Thread: FTP shenanagins
View Single Post
  #7  
Old 03-18-2019, 03:11 PM
benb benb is offline
Senior Member
 
Join Date: Apr 2007
Location: Eastern MA
Posts: 10,088
Perhaps. Everything is suspect on Strava. Lots of funny math in their software I think.

My FTP is in the 260-270 range when I'm fit.. I'm 41. A long long time ago I did OK in Cat 5 and Cat 4. I had a contract gig when I was a 5 that had zero stress & restricted hours. No responsibilities in my life. Crushed that season, I won one race with a solo breakaway that was like 10 miles. Then I got a startup job that fall and never have trained like that again. Life got in the way, I didn't want to be chronically single, had some health/diet issues that were way harder to figure out than they should have been. I met my wife 18 months after that Cat 5 solo breakaway... I'd be divorced for sure if I trained like that again.
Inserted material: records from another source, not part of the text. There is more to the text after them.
//! Router assembly shared by `main.rs` and the integration tests.

use std::path::Path;
use std::time::Duration;

use axum::http::header::CONTENT_TYPE;
use axum::http::{HeaderName, Method, StatusCode};
use axum::Router;
use tower_http::catch_panic::CatchPanicLayer;
use tower_http::cors::CorsLayer;
use tower_http::request_id::{MakeRequestUuid, PropagateRequestIdLayer, SetRequestIdLayer};
use tower_http::services::{ServeDir, ServeFile};
use tower_http::timeout::TimeoutLayer;
use tower_http::trace::{DefaultMakeSpan, DefaultOnResponse, TraceLayer};
use tracing::Level;

use crate::config::ServerConfig;
use crate::routes;
use crate::state::AppState;

/// Build the full application [`Router`].
///
/// Any path not claimed by a route is served from `config.static_dir`,
/// falling back to its `index.html` so client-side routes of the frontend
/// resolve.
///
/// Layers, outermost first:
///
/// 1. CORS for the frontend origins, `GET` only
/// 2. `x-request-id` assignment, tracing span per request, id echoed back
/// 3. Panic recovery as a 500
/// 4. `request_timeout_secs` on health, character routes and static files
///
/// `/fetch_top_characters` is merged after the timeout layer. An import runs
/// for minutes with the default settings and must not be cut off mid-run.
pub fn build_app_router(state: AppState, config: &ServerConfig) -> Router {
    let cors = build_cors_layer(config);
    let request_id_header = HeaderName::from_static("x-request-id");

    Router::new()
        .merge(routes::health::router())
        .merge(routes::character_routes())
        .fallback_service(build_static_service(&config.static_dir))
        .layer(TimeoutLayer::with_status_code(
            StatusCode::REQUEST_TIMEOUT,
            Duration::from_secs(config.request_timeout_secs),
        ))
        .merge(routes::import_routes())
        .layer(CatchPanicLayer::new())
        .layer(PropagateRequestIdLayer::new(request_id_header.clone()))
        .layer(
            TraceLayer::new_for_http()
                .make_span_with(DefaultMakeSpan::new().level(Level::INFO))
                .on_response(DefaultOnResponse::new().level(Level::INFO)),
        )
        .layer(SetRequestIdLayer::new(request_id_header, MakeRequestUuid))
        .layer(cors)
        .with_state(state)
}

/// Serve files from `dir`, answering unknown paths with `dir/index.html`.
pub fn build_static_service(dir: &Path) -> ServeDir<ServeFile> {
    ServeDir::new(dir).fallback(ServeFile::new(dir.join("index.html")))
}

/// CORS for the configured frontend origins. Panics on an unparsable origin.
pub fn build_cors_layer(config: &ServerConfig) -> CorsLayer {
    let origins: Vec<_> = config
        .cors_origins
        .iter()
        .map(|o| {
            o.parse()
                .unwrap_or_else(|e| panic!("Invalid CORS origin '{o}': {e}"))
        })
        .collect();

    CorsLayer::new()
        .allow_origin(origins)
        .allow_methods([Method::GET, Method::OPTIONS])
        .allow_headers([CONTENT_TYPE])
        .max_age(Duration::from_secs(3600))
}
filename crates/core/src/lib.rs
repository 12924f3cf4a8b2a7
//! Shared types, constants, and pure logic for the Character Learner backend.
//!
//! Nothing in this crate performs I/O; the database, remote client, and HTTP
//! layers all build on it.

pub mod character;
pub mod error;
pub mod import;
pub mod types;
use std::net::SocketAddr;
use std::sync::Arc;

use tracing_subscriber::{layer::SubscriberExt, util::SubscriberInitExt};

use charlearn_api::config::ServerConfig;
use charlearn_api::router::build_app_router;
use charlearn_api::state::AppState;
use charlearn_importer::{FixedDelay, Importer};
use charlearn_jikan::JikanApi;

#[tokio::main]
async fn main() {
    dotenvy::dotenv().ok();

    // --- Tracing ---
    tracing_subscriber::registry()
        .with(
            tracing_subscriber::EnvFilter::try_from_default_env().unwrap_or_else(|_| {
                "charlearn_api=debug,charlearn_importer=debug,tower_http=debug".into()
            }),
        )
        .with(tracing_subscriber::fmt::layer())
        .init();

    // --- Configuration ---
    let config = ServerConfig::from_env();
    config
        .import
        .settings
        .validate()
        .expect("Invalid import settings");
    tracing::info!(
        host = %config.host,
        port = %config.port,
        static_dir = %config.static_dir.display(),
        "Loaded server configuration",
    );

    // --- Database ---
    let pool = charlearn_db::create_pool(&config.database_url)
        .await
        .expect("Failed to open character database");
    tracing::info!(url = %config.database_url, "Database connection pool created");

    charlearn_db::health_check(&pool)
        .await
        .expect("Database health check failed");

    charlearn_db::run_migrations(&pool)
        .await
        .expect("Failed to run database migrations");
    tracing::info!("Database migrations applied");

    // --- Importer ---
    let jikan = JikanApi::new(config.import.jikan_base_url.clone());
    let importer = Importer::new(
        Arc::new(jikan),
        Arc::new(FixedDelay(config.import.page_delay)),
        config.import.settings.clone(),
    );
    tracing::info!(
        base_url = %config.import.jikan_base_url,
        target = config.import.settings.target,
        page_size = config.import.settings.page_size,
        page_delay_ms = config.import.page_delay.as_millis() as u64,
        "Importer configured",
    );

    // --- App state ---
    let state = AppState {
        pool: pool.clone(),
        config: Arc::new(config.clone()),
        importer,
    };

    let app = build_app_router(state, &config);

    // --- Start server ---
    let addr = SocketAddr::new(
        config.host.parse().expect("Invalid HOST address"),
        config.port,
    );
    tracing::info!(%addr, "Starting server");

    let listener = tokio::net::TcpListener::bind(addr)
        .await
        .expect("Failed to bind to address");

    axum::serve(listener, app)
        .with_graceful_shutdown(shutdown_signal())
        .await
        .expect("Server error");

    tracing::info!("Server stopped accepting connections, closing database");
    pool.close().await;
    tracing::info!("Graceful shutdown complete");
}

/// Wait for a termination signal to initiate graceful shutdown.
///
/// Handles both SIGINT (Ctrl-C) and SIGTERM (on Unix).
async fn shutdown_signal() {
    let ctrl_c = async {
        tokio::signal::ctrl_c()
            .await
            .expect("Failed to install Ctrl-C handler");
    };

    #[cfg(unix)]
    let terminate = async {
        tokio::signal::unix::signal(tokio::signal::unix::SignalKind::terminate())
            .expect("Failed to install SIGTERM handler")
            .recv()
            .await;
    };

    #[cfg(not(unix))]
    let terminate = std::future::pending::<()>();

    tokio::select! {
        () = ctrl_c => {
            tracing::info!("Received SIGINT (Ctrl-C), starting graceful shutdown");
        }
        () = terminate => {
            tracing::info!("Received SIGTERM, starting graceful shutdown");
        }
    }
}
use std::sync::Arc;

use charlearn_importer::Importer;

use crate::config::ServerConfig;

/// Shared application state available to all Axum handlers via `State<AppState>`.
///
/// This is cheaply cloneable (inner data is behind `Arc` or is already `Clone`).
#[derive(Clone)]
pub struct AppState {
    /// Character store connection pool.
    pub pool: charlearn_db::DbPool,
    /// Server configuration.
    pub config: Arc<ServerConfig>,
    /// Ranking importer used by `/fetch_top_characters`.
    pub importer: Importer,
}
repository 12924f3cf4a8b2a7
#[derive(Debug, thiserror::Error)]
pub enum CoreError {
    #[error("Validation failed: {0}")]
    Validation(String),
}
//! SQLite persistence for imported characters.
//!
//! The whole store is one `characters` table. [`create_pool`] opens (and
//! creates if missing) the database file, [`run_migrations`] applies the
//! embedded schema, and [`repositories::CharacterRepo`] provides every read
//! and write the rest of the workspace needs.

use std::str::FromStr;
use std::time::Duration;

use sqlx::sqlite::{SqliteConnectOptions, SqliteJournalMode, SqlitePoolOptions};

pub mod models;
pub mod repositories;

pub type DbPool = sqlx::SqlitePool;

/// Create a connection pool from a database URL such as
/// `sqlite://characters.db` or `sqlite::memory:`.
///
/// The pool holds a single connection: SQLite serializes writers anyway,
/// and an in-memory database only exists for the connection that created it.
pub async fn create_pool(database_url: &str) -> Result<DbPool, sqlx::Error> {
    let options = SqliteConnectOptions::from_str(database_url)?
        .create_if_missing(true)
        .journal_mode(SqliteJournalMode::Wal)
        .busy_timeout(Duration::from_secs(5));

    SqlitePoolOptions::new()
        .max_connections(1)
        .idle_timeout(None)
        .max_lifetime(None)
        .connect_with(options)
        .await
}

/// Run a trivial query to confirm the database is reachable.
pub async fn health_check(pool: &DbPool) -> Result<(), sqlx::Error> {
    sqlx::query("SELECT 1").execute(pool).await?;
    Ok(())
}

/// Apply the embedded migrations in `crates/db/migrations`.
pub async fn run_migrations(pool: &DbPool) -> Result<(), sqlx::migrate::MigrateError> {
    sqlx::migrate!("./migrations").run(pool).await
}

/// Open a private in-memory store with the schema applied.
///
/// Every call yields an independent database, which is what tests want.
pub async fn open_in_memory() -> Result<DbPool, sqlx::Error> {
    let pool = create_pool("sqlite::memory:").await?;
    run_migrations(&pool).await?;
    Ok(pool)
}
Last season on more than one occasion I successfully hit 300w for 10 minutes doing intervals. Didn't get a single successful attempt at a 20 minute interval for a test all season. I have one particular loop near my house where I can do 10 minutes without any traffic controls. It has several downhills which hurt the # but it's the best I have. But you can't do 2 loops of it for 20 minutes as there is a dangerous 4 way stop at the end of the loop. 20 minutes without a really successful loop could take me through 2 different town centers where I live. Just not easy to find good places at all.

Two things I've noticed:
- My #s are way lower on a trainer unless you stick it in a wind tunnel. I am personally pretty susceptible to overheating. I have a hard time on the hottest days of the summer too, especially on really long rides. So really high #s achieved on the trainer seem more suspicious to me. For a 1 minute or 5 minute interval no problem, for a 20 minute interval.. I'd need a really really good setup. Otherwise I can feel my core temp go up and my HR starts to skyrocket while power goes down. Something that definitely doesn't happen outside.

- In the real world you're not going to actually do an uninterrupted 1 hour interval unless you're in a closed road course flat TT with a headwind the whole way or something or you have easy access to a world class mountain road.

I find it almost impossible to even find a good stretch of road to do a 20 minute interval for an FTP test in my area. No ride I've ever done where I tried to do a test was a really high quality test. There's always at least one of:
- Stop sign or light that you can't figure out a route around
- A really tight corner you have to stop pedaling
- A downhill that you can't seem to keep your power up during
- Wind that either helps you too much to keep your power up or throws you around to the point you can't pedal steadily enough

Not sure where you are, I very rarely will average 20+ mph for 1 hour completely solo. I might attempt to do that once a season or so as an alternate workout, and I can do it when I'm fit, but my average power is meaningless for that.. there is probably no place within a hundred miles of my house where you could do that as a steady effort because of all the factors I mentioned, meanwhile you will need to hammer out 400w up some of the hills to keep your average speed up, and I'd definitely coast down some of the hills to conserve energy too.

The only places I can think any of these rides/tests can be done meaningfully for me is major mountain climbs that would probably be near "HC" in the European systems. I could get a really good # if I paid $500 for a hotel room and an entry in the Mt. Washington hillclimb. There's pretty much no break going up that and it will take an hour for basically anyone who isn't a pro level climber and/or on EPO. But I've done it 2X and both times I had to stop pedaling at one point or be blown off the road! I could also drive 1 hour + into NH and did Rt. 101 up to Pack Monadnock. The actual Pack Monadnock summit road doesn't take 20 minutes to ride up. I rode up there once last year but I had rode 55 miles into a headwind with like 3000ft of climbing by the time I got up there, I was way too cooked to do a test once I got out there to a hill big enough to do it on.

Average speed with other riders is totally meaningless obviously.

For me chasing FTP with too many intervals is pretty dangerous in terms of burnout too. I would really like to say I got to 300 but it's a stretch. It does give me a training goal and something to chase since there's no way I'm racing again married with a kid, it'd be safer to take up skydiving or buy a motorcycle and go back to the racetrack.

Last edited by benb; 03-18-2019 at 03:17 PM.